__WHAT IS EXPECTED__
In how many lines of the entries below does "seen" appear? Give only the number.

__DATA SHOWN__
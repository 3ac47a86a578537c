pub mod config;
pub mod error;
pub mod loader;
pub mod map_draw;
pub mod metric;
pub mod plot_values;
pub mod reconcile;
pub mod state;
pub mod ui;
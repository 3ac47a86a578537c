use serde::Deserialize;
use serde_json::from_slice;
use std::{fs, path::Path};

/// Where and how to read the GDP file.
#[derive(Clone, Debug, Deserialize)]
#[serde(default)]
pub struct GdpConfig {
    pub gdp_file: String,
    pub separator: char,
    pub quote: char,
    pub min_year: i32,
    pub max_year: i32,
    pub country_name: String,
    pub country_code: String,
}

impl Default for GdpConfig {
    fn default() -> Self {
        Self {
            gdp_file: "isp_gdp.csv".to_string(),
            separator: ',',
            quote: '"',
            min_year: 1960,
            max_year: 2015,
            country_name: "Country Name".to_string(),
            country_code: "Country Code".to_string(),
        }
    }
}

/// Where and how to read the plot-code → data-code translation table.
#[derive(Clone, Debug, Deserialize)]
#[serde(default)]
pub struct CodeConfig {
    pub code_file: String,
    pub separator: char,
    pub quote: char,
    pub plot_codes: String,
    pub data_codes: String,
}

impl Default for CodeConfig {
    fn default() -> Self {
        Self {
            code_file: "isp_country_codes.csv".to_string(),
            separator: ',',
            quote: '"',
            plot_codes: "ISO3166-1-Alpha-2".to_string(),
            data_codes: "ISO3166-1-Alpha-3".to_string(),
        }
    }
}

#[derive(Clone, Debug, Default, Deserialize)]
#[serde(default)]
pub struct AtlasConfig {
    pub gdp: GdpConfig,
    pub codes: CodeConfig,
}

impl AtlasConfig {
    /// Reads `atlas.json` from the data directory if present, otherwise
    /// falls back to the built-in defaults.
    pub fn load<P: AsRef<Path>>(data_dir: P) -> Self {
        fs::read(data_dir.as_ref().join("atlas.json"))
            .ok()
            .and_then(|b| from_slice::<AtlasConfig>(&b).ok())
            .unwrap_or_default()
    }
}
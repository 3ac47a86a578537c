use std::collections::{BTreeMap, BTreeSet};
use tracing::debug;

use crate::metric::MetricDataset;
use crate::reconcile::{self, CodeConverter, PlotCountries};

/// Three-way partition of the plot country set for one year. The parts are
/// pairwise disjoint and together cover exactly the plot codes that went in.
#[derive(Clone, Debug, Default)]
pub struct MapValues {
    /// plot code → log10 of the year's value
    pub resolved: BTreeMap<String, f64>,
    /// plot codes with no structural match in the dataset
    pub unmatched: BTreeSet<String>,
    /// plot codes matched to a record that has nothing usable for the year
    pub no_data: BTreeSet<String>,
}

impl MapValues {
    /// Min and max of the resolved values, for scaling a color ramp.
    pub fn resolved_bounds(&self) -> Option<(f64, f64)> {
        let mut values = self.resolved.values();
        let first = *values.next()?;
        let (min, max) = values.fold((first, first), |(lo, hi), &v| {
            (lo.min(v), hi.max(v))
        });
        Some((min, max))
    }

    pub fn len(&self) -> usize {
        self.resolved.len() + self.unmatched.len() + self.no_data.len()
    }

    pub fn is_empty(&self) -> bool {
        self.len() == 0
    }
}

/// Parses a raw value and takes log base 10. Non-numeric or non-positive
/// input is out of domain and yields `None`; GDP-like magnitudes are
/// strictly positive, so a violation is a data problem, not a fault.
fn log_magnitude(raw: &str) -> Option<f64> {
    let value: f64 = raw.trim().parse().ok()?;
    if value > 0.0 { Some(value.log10()) } else { None }
}

/// Turns a reconciled mapping into the per-year partition. Plot codes
/// already unmatched are carried through untouched; a matched key that is
/// somehow absent from the dataset joins them. Everything else resolves or
/// lands in no-data depending on what the record holds for the year.
pub fn build_map_values(
    matched: &BTreeMap<String, String>,
    unmatched: &BTreeSet<String>,
    data: &MetricDataset,
    year: i32,
) -> MapValues {
    let mut values = MapValues {
        unmatched: unmatched.clone(),
        ..MapValues::default()
    };
    for (code, key) in matched {
        let Some(record) = data.get(key) else {
            values.unmatched.insert(code.clone());
            continue;
        };
        match record.raw_value(year).filter(|raw| !raw.is_empty()) {
            Some(raw) => match log_magnitude(raw) {
                Some(v) => {
                    values.resolved.insert(code.clone(), v);
                }
                // present but unusable counts as missing data
                None => {
                    values.no_data.insert(code.clone());
                }
            },
            None => {
                values.no_data.insert(code.clone());
            }
        }
    }
    debug!(
        year,
        resolved = values.resolved.len(),
        unmatched = values.unmatched.len(),
        no_data = values.no_data.len(),
        "built map values"
    );
    values
}

/// Name route: exact-equality reconciliation, then the year extraction.
pub fn build_map_values_by_name(
    plot_countries: &PlotCountries,
    data: &MetricDataset,
    year: i32,
) -> MapValues {
    let (matched, unmatched) = reconcile::reconcile_by_name(plot_countries, data);
    build_map_values(&matched, &unmatched, data, year)
}

/// Code route: translation-table reconciliation, then the year extraction.
pub fn build_map_values_by_code(
    plot_countries: &PlotCountries,
    converter: &CodeConverter,
    data: &MetricDataset,
    year: i32,
) -> MapValues {
    let (matched, unmatched) =
        reconcile::reconcile_by_code(plot_countries, converter, data);
    build_map_values(&matched, &unmatched, data, year)
}

#[cfg(test)]
mod tests {
    use super::*;
    use crate::metric::{MetricDataset, MetricRecord};

    fn record(name: &str, code: &str, series: &[(i32, &str)]) -> MetricRecord {
        MetricRecord {
            name: name.to_string(),
            code: code.to_string(),
            series: series
                .iter()
                .map(|(y, v)| (*y, v.to_string()))
                .collect(),
            metadata: Default::default(),
        }
    }

    fn by_name(records: &[(&str, &[(i32, &str)])]) -> MetricDataset {
        records
            .iter()
            .map(|(name, series)| (name.to_string(), record(name, "", series)))
            .collect()
    }

    fn plot(pairs: &[(&str, &str)]) -> PlotCountries {
        pairs
            .iter()
            .map(|(k, v)| (k.to_string(), v.to_string()))
            .collect()
    }

    fn assert_partition(plot_countries: &PlotCountries, values: &MapValues) {
        let mut seen = BTreeSet::new();
        for code in values.resolved.keys() {
            assert!(seen.insert(code.clone()), "{code} in two parts");
        }
        for code in values.unmatched.iter().chain(values.no_data.iter()) {
            assert!(seen.insert(code.clone()), "{code} in two parts");
        }
        let all: BTreeSet<String> = plot_countries.keys().cloned().collect();
        assert_eq!(seen, all, "partition must cover exactly the plot codes");
        assert_eq!(values.len(), plot_countries.len());
    }

    #[test]
    fn scenario_a_value_present_resolves_to_log10() {
        let p = plot(&[("US", "United States")]);
        let data = by_name(&[("United States", &[(2010, "100")])]);
        let values = build_map_values_by_name(&p, &data, 2010);
        assert_eq!(values.resolved.get("US"), Some(&2.0));
        assert!(values.unmatched.is_empty());
        assert!(values.no_data.is_empty());
        assert_partition(&p, &values);
    }

    #[test]
    fn scenario_b_missing_country_is_unmatched() {
        let p = plot(&[("US", "United States")]);
        let data = by_name(&[]);
        let values = build_map_values_by_name(&p, &data, 2010);
        assert!(values.resolved.is_empty());
        assert!(values.unmatched.contains("US"));
        assert!(values.no_data.is_empty());
        assert_partition(&p, &values);
    }

    #[test]
    fn scenario_c_empty_value_is_no_data() {
        let p = plot(&[("US", "United States")]);
        let data = by_name(&[("United States", &[(2010, "")])]);
        let values = build_map_values_by_name(&p, &data, 2010);
        assert!(values.resolved.is_empty());
        assert!(values.unmatched.is_empty());
        assert!(values.no_data.contains("US"));
        assert_partition(&p, &values);
    }

    #[test]
    fn scenario_d_code_route_case_insensitive_end_to_end() {
        let p = plot(&[("us", "United States")]);
        let table: BTreeMap<String, String> =
            [("US".to_string(), "USA".to_string())].into();
        let conv = CodeConverter::new(&table);
        let data: MetricDataset = [(
            "usa".to_string(),
            record("United States", "usa", &[(2010, "50")]),
        )]
        .into_iter()
        .collect();
        let values = build_map_values_by_code(&p, &conv, &data, 2010);
        let got = *values.resolved.get("us").unwrap();
        assert!((got - 50f64.log10()).abs() < 1e-12);
        assert_partition(&p, &values);
    }

    #[test]
    fn absent_year_key_is_no_data() {
        let p = plot(&[("FR", "France")]);
        let data = by_name(&[("France", &[(1999, "10")])]);
        let values = build_map_values_by_name(&p, &data, 2010);
        assert!(values.no_data.contains("FR"));
        assert_partition(&p, &values);
    }

    #[test]
    fn zero_and_negative_values_degrade_to_no_data() {
        let p = plot(&[("AA", "Aland"), ("BB", "Bland")]);
        let data = by_name(&[("Aland", &[(2010, "0")]), ("Bland", &[(2010, "-5")])]);
        let values = build_map_values_by_name(&p, &data, 2010);
        assert!(values.resolved.is_empty());
        assert_eq!(values.no_data.len(), 2);
        assert_partition(&p, &values);
    }

    #[test]
    fn malformed_value_degrades_to_no_data() {
        let p = plot(&[("US", "United States")]);
        let data = by_name(&[("United States", &[(2010, "not a number")])]);
        let values = build_map_values_by_name(&p, &data, 2010);
        assert!(values.resolved.is_empty());
        assert!(values.no_data.contains("US"));
        assert_partition(&p, &values);
    }

    #[test]
    fn log_round_trip_recovers_raw_value() {
        let p = plot(&[("JP", "Japan")]);
        let data = by_name(&[("Japan", &[(2010, "4872136945893.0")])]);
        let values = build_map_values_by_name(&p, &data, 2010);
        let out = *values.resolved.get("JP").unwrap();
        let recovered = 10f64.powf(out);
        assert!((recovered - 4872136945893.0).abs() / 4872136945893.0 < 1e-12);
    }

    #[test]
    fn mixed_outcomes_partition_is_complete_and_disjoint() {
        let p = plot(&[
            ("AA", "Aland"),
            ("BB", "Bland"),
            ("CC", "Cland"),
            ("DD", "Dland"),
            ("EE", "Eland"),
        ]);
        let data = by_name(&[
            ("Aland", &[(2010, "1000")]),
            ("Bland", &[(2010, "")]),
            ("Cland", &[(2009, "7")]),
            ("Dland", &[(2010, "-1")]),
        ]);
        let values = build_map_values_by_name(&p, &data, 2010);
        assert_eq!(values.resolved.get("AA"), Some(&3.0));
        assert!(values.no_data.contains("BB"));
        assert!(values.no_data.contains("CC"));
        assert!(values.no_data.contains("DD"));
        assert!(values.unmatched.contains("EE"));
        assert_partition(&p, &values);
    }

    #[test]
    fn matched_key_absent_from_dataset_joins_unmatched() {
        let matched: BTreeMap<String, String> =
            [("US".to_string(), "ghost".to_string())].into();
        let data = by_name(&[]);
        let values = build_map_values(&matched, &BTreeSet::new(), &data, 2010);
        assert!(values.unmatched.contains("US"));
    }

    #[test]
    fn resolved_bounds_span_min_and_max() {
        let p = plot(&[("AA", "Aland"), ("BB", "Bland")]);
        let data = by_name(&[("Aland", &[(2010, "10")]), ("Bland", &[(2010, "1000")])]);
        let values = build_map_values_by_name(&p, &data, 2010);
        assert_eq!(values.resolved_bounds(), Some((1.0, 3.0)));
        assert_eq!(MapValues::default().resolved_bounds(), None);
        assert!(MapValues::default().is_empty());
    }
}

__SOLUTION FOR THIS PROBLEM__
4